One of my favourite things about homebrewing is the ability to create essentially any style of beer imaginable. Sometimes it’s a creative process — “What if I put figs in a brown ale?” — but other times you try a beer and think, “I just want to make exactly that!” This happened most recently when I cracked open a bottle of Amber Ale from Bell’s Brewery, a craft brewery based out of Michigan.
Cloning Bell’s Amber Ale is a little more tricky than some other beers because the brewery uses a proprietary yeast strain. Luckily, Bell’s beer is bottle conditioned, meaning that in each bottle there is a (relatively) small amount of perfectly viable yeast just waiting to be reharvested by an admiring homebrewer.
Given such a tasty brew and the added difficulty of acquiring it in Ontario, I decided to reharvest the yeast and clone it. Here’s an unscientific guide to capturing yeast from a bottle of beer.
First choose an unfiltered beer from which you would like to harvest yeast.

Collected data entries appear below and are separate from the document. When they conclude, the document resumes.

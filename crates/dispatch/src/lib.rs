//! Depth bucketed HTTP request dispatch.
//!
//! Requests are routed in two steps: the [`Mux`] selects the [`RouterHub`] serving
//! the request host and path, then the hub runs its filters and hands the request
//! to the first route of the request depth whose pattern matches. Every request
//! ends in the log handler exactly once, see [`Pipeline`].
//!
//! Route patterns are absolute paths, optionally prefixed by a domain, whose
//! segments starting with `:` capture one path segment:
//!
//! ```
//! use micro_dispatch::CompiledPattern;
//!
//! let pattern = CompiledPattern::compile("/users/:userId/sites/:siteId")?;
//! assert_eq!(pattern.base_path(), "/users/");
//!
//! let params = pattern.matches("/users/42/sites/7").unwrap();
//! assert_eq!(params.get("siteId"), Some("7"));
//! # Ok::<(), micro_dispatch::RouteError>(())
//! ```

mod codec;
mod config;
mod connection;
mod context;
mod error;
mod hub;
mod mux;
mod pattern;
mod pipeline;
mod request;
mod response;
mod route;
mod server;

pub mod filter;
pub mod method_router;

pub use config::{ServerConfig, ServerConfigBuilder};
pub use context::RequestContext;
pub use error::{HandlerError, ParseError, RouteError, ServerError};
pub use hub::{RouteMatch, RouterHub};
pub use mux::Mux;
pub use pattern::{CompiledPattern, path_depth};
pub use pipeline::{ErrorHandler, LogHandler, Pipeline, access_log, error_fn, log_fn};
pub use request::{PathParams, Request};
pub use response::Response;
pub use route::{FnHandler, RequestHandler, RouteConfig, RouteEntry, handler_fn};
pub use server::{AppServer, AppServerBuilder};
//! Request types handed to filters and handlers.
//!
//! - `Request`: the decoded request head and body, plus the path parameters
//!   captured by the matched route
//! - `PathParams`: the named segments captured from the url path

use bytes::Bytes;
use http::header::{COOKIE, HOST};
use http::request::Parts;
use http::{HeaderMap, Method, Uri, Version};

/// An inbound request, owned by the task that serves it.
#[derive(Debug)]
pub struct Request {
    head: Parts,
    body: Bytes,
    path_params: PathParams,
}

impl Request {
    pub fn method(&self) -> &Method {
        &self.head.method
    }

    pub fn uri(&self) -> &Uri {
        &self.head.uri
    }

    /// Returns the url path of the request
    pub fn path(&self) -> &str {
        self.head.uri.path()
    }

    pub fn version(&self) -> Version {
        self.head.version
    }

    pub fn headers(&self) -> &HeaderMap {
        &self.head.headers
    }

    pub fn body(&self) -> &Bytes {
        &self.body
    }

    /// Returns the requested host, taken from the `Host` header or else from the uri authority.
    pub fn host(&self) -> &str {
        self.head
            .headers
            .get(HOST)
            .and_then(|value| value.to_str().ok())
            .or_else(|| self.head.uri.host())
            .unwrap_or_default()
    }

    /// Returns the first header value with the given name, if it is visible ASCII.
    pub fn header(&self, name: &str) -> Option<&str> {
        self.head.headers.get(name).and_then(|value| value.to_str().ok())
    }

    /// Returns the value of the named cookie.
    pub fn cookie(&self, name: &str) -> Option<&str> {
        self.head
            .headers
            .get_all(COOKIE)
            .iter()
            .filter_map(|value| value.to_str().ok())
            .flat_map(|value| value.split(';'))
            .filter_map(|pair| pair.trim().split_once('='))
            .find(|(cookie_name, _)| *cookie_name == name)
            .map(|(_, value)| value)
    }

    /// Returns the first query string value with the given name, percent decoded.
    pub fn query_param(&self, name: &str) -> Option<String> {
        let query = self.head.uri.query()?;
        serde_urlencoded::from_str::<Vec<(String, String)>>(query)
            .ok()?
            .into_iter()
            .find(|(key, _)| key == name)
            .map(|(_, value)| value)
    }

    /// Returns the path parameters captured by the matched route
    pub fn path_params(&self) -> &PathParams {
        &self.path_params
    }

    /// Returns a captured path parameter by name
    pub fn path_param(&self, name: &str) -> Option<&str> {
        self.path_params.get(name)
    }

    pub(crate) fn set_path_params(&mut self, path_params: PathParams) {
        self.path_params = path_params;
    }
}

impl From<http::Request<Bytes>> for Request {
    fn from(request: http::Request<Bytes>) -> Self {
        let (head, body) = request.into_parts();
        Self { head, body, path_params: PathParams::empty() }
    }
}

/// Path parameters captured from the url path of a request.
///
/// Parameters keep the order in which the pattern declares them. When a name is
/// declared twice, [`get`](PathParams::get) returns the first captured value.
#[derive(Debug, Clone, Default, PartialEq, Eq)]
pub struct PathParams {
    inner: Vec<(String, String)>,
}

impl PathParams {
    /// Creates an empty PathParams instance with no parameters
    #[inline]
    pub fn empty() -> Self {
        Self { inner: Vec::new() }
    }

    pub(crate) fn with_capacity(capacity: usize) -> Self {
        Self { inner: Vec::with_capacity(capacity) }
    }

    pub(crate) fn push(&mut self, name: &str, value: &str) {
        self.inner.push((name.to_owned(), value.to_owned()));
    }

    #[inline]
    pub fn is_empty(&self) -> bool {
        self.inner.is_empty()
    }

    #[inline]
    pub fn len(&self) -> usize {
        self.inner.len()
    }

    /// Gets the value of a path parameter by its name
    pub fn get(&self, name: impl AsRef<str>) -> Option<&str> {
        let name = name.as_ref();
        self.inner.iter().find(|(key, _)| key == name).map(|(_, value)| value.as_str())
    }

    pub fn iter(&self) -> impl Iterator<Item = (&str, &str)> {
        self.inner.iter().map(|(key, value)| (key.as_str(), value.as_str()))
    }
}

#[cfg(test)]
pub(crate) fn test_request(method: Method, uri: &str) -> Request {
    http::Request::builder().method(method).uri(uri).body(Bytes::new()).unwrap().into()
}

#[cfg(test)]
mod tests {
    use super::*;

    #[test]
    fn test_host() {
        let request: Request = http::Request::builder()
            .uri("http://fallback.example.com/a")
            .header(HOST, "example.com:8080")
            .body(Bytes::new())
            .unwrap()
            .into();
        assert_eq!(request.host(), "example.com:8080");

        let request = test_request(Method::GET, "http://fallback.example.com/a");
        assert_eq!(request.host(), "fallback.example.com");

        let request = test_request(Method::GET, "/a");
        assert_eq!(request.host(), "");
    }

    #[test]
    fn test_cookie() {
        let request: Request = http::Request::builder()
            .uri("/")
            .header(COOKIE, "theme=dark; session=abc123")
            .header(COOKIE, "lang=en")
            .body(Bytes::new())
            .unwrap()
            .into();

        assert_eq!(request.cookie("session"), Some("abc123"));
        assert_eq!(request.cookie("lang"), Some("en"));
        assert_eq!(request.cookie("missing"), None);
    }

    #[test]
    fn test_query_param() {
        let request = test_request(Method::GET, "/search?q=hello%20world&page=2&q=second");
        assert_eq!(request.query_param("q").as_deref(), Some("hello world"));
        assert_eq!(request.query_param("page").as_deref(), Some("2"));
        assert_eq!(request.query_param("size"), None);

        let request = test_request(Method::GET, "/search");
        assert_eq!(request.query_param("q"), None);
    }

    #[test]
    fn test_path_params() {
        let mut params = PathParams::empty();
        assert!(params.is_empty());

        params.push("id", "1");
        params.push("id", "2");
        params.push("name", "x");
        assert_eq!(params.len(), 3);
        assert_eq!(params.get("id"), Some("1"));
        assert_eq!(params.get("name"), Some("x"));
        assert_eq!(params.get("missing"), None);

        let mut request = test_request(Method::GET, "/users/1");
        assert_eq!(request.path_param("id"), None);
        request.set_path_params(params);
        assert_eq!(request.path_param("id"), Some("1"));
    }
}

Be aware that some breweries bottle with a different strain of yeast than the one used for fermentation (send the brewer an email if you’re unsure).
Also keep in mind that sanitation is especially important while reharvesting yeast because you want to obtain as pure a sample as possible, and scale it up without any other critters coming along for the ride.
Start by mixing about 15 grams of dry malt extract (DME) in around 300 ml of water and boil for 15 minutes. After letting that cool down, crack open your beer, flame the lip of the bottle with a lighter, and pour yourself a glass, leaving about 2 cm of beer behind in the bottle. Swirl up the dregs and pour your cooled wert through a well-sanitized funnel into the bottle to about one third full. Cover with sanitized tinfoil.
After a few days you should notice some bubbling in the bottle and once that settles prepare a new starter, this time about 1 litre in volume with 90 grams of DME. (I like to boil my starter solution inside an erlenmeyer flask, which is a good way to sterilize the vessel.) Remove tinfoil and again flame the lip of the bottle. Swirl it up and pour it into the new (cooled) starter. Repeat this process twice, 2-3 days between, each time decanting the previous starter and pouring it into one with a volume increased by 500 ml.
|Step||Volume||Amount of DME||Time (approx.)|
|1||~100 ml in the bottle||15 grams for 300 ml||4-5 days|
|2||1 litre||90 grams||3 days|
|3||1.5 litres||150 grams||3 days|
|4||2 litres||200 grams||2 days|
|5 (if needed)||2 litres||200 grams||2 days|
By the end you should have a 2 litre starter of reharvested yeast ready to be pitched into your next batch of beer.
And for those of you curious about the Amber Ale, here’s the recipe I settled on.
Volume: 19 L
Yeast: Reharvested Bell’s yeast
Water: Kitchener tap water (treated with campden tablets)
OG: 1.056 FG: 1.012
IBU 35-40 SRM: 10-13
Fermentation: 2 weeks at 20*C
3.73 kg Canadian 2-row
0.68 kg Crystal 40
0.44 kg Munich malt
0.17 kg Crystal 110
0.18 kg Acidulated malt
½ tsp Yeast nutrient 10 min.
½ Whirlfloc tablet 10 min.
14 g Fuggle (4.1% alpha acids) 40 min.
14 g Cascade (6.9% alpha acids) 40 min.
14 g Fuggle 20 min.
14 g Cascade 20 min.
14 g Fuggle 10 min.
14 g Cascade 10 min.
14 g Fuggle 5 min.
14 g Cascade 5 min.
While you're here, be sure to check out our latest blog posts for information, and follow us on Facebook, Twitter, and Instagram for regular updates.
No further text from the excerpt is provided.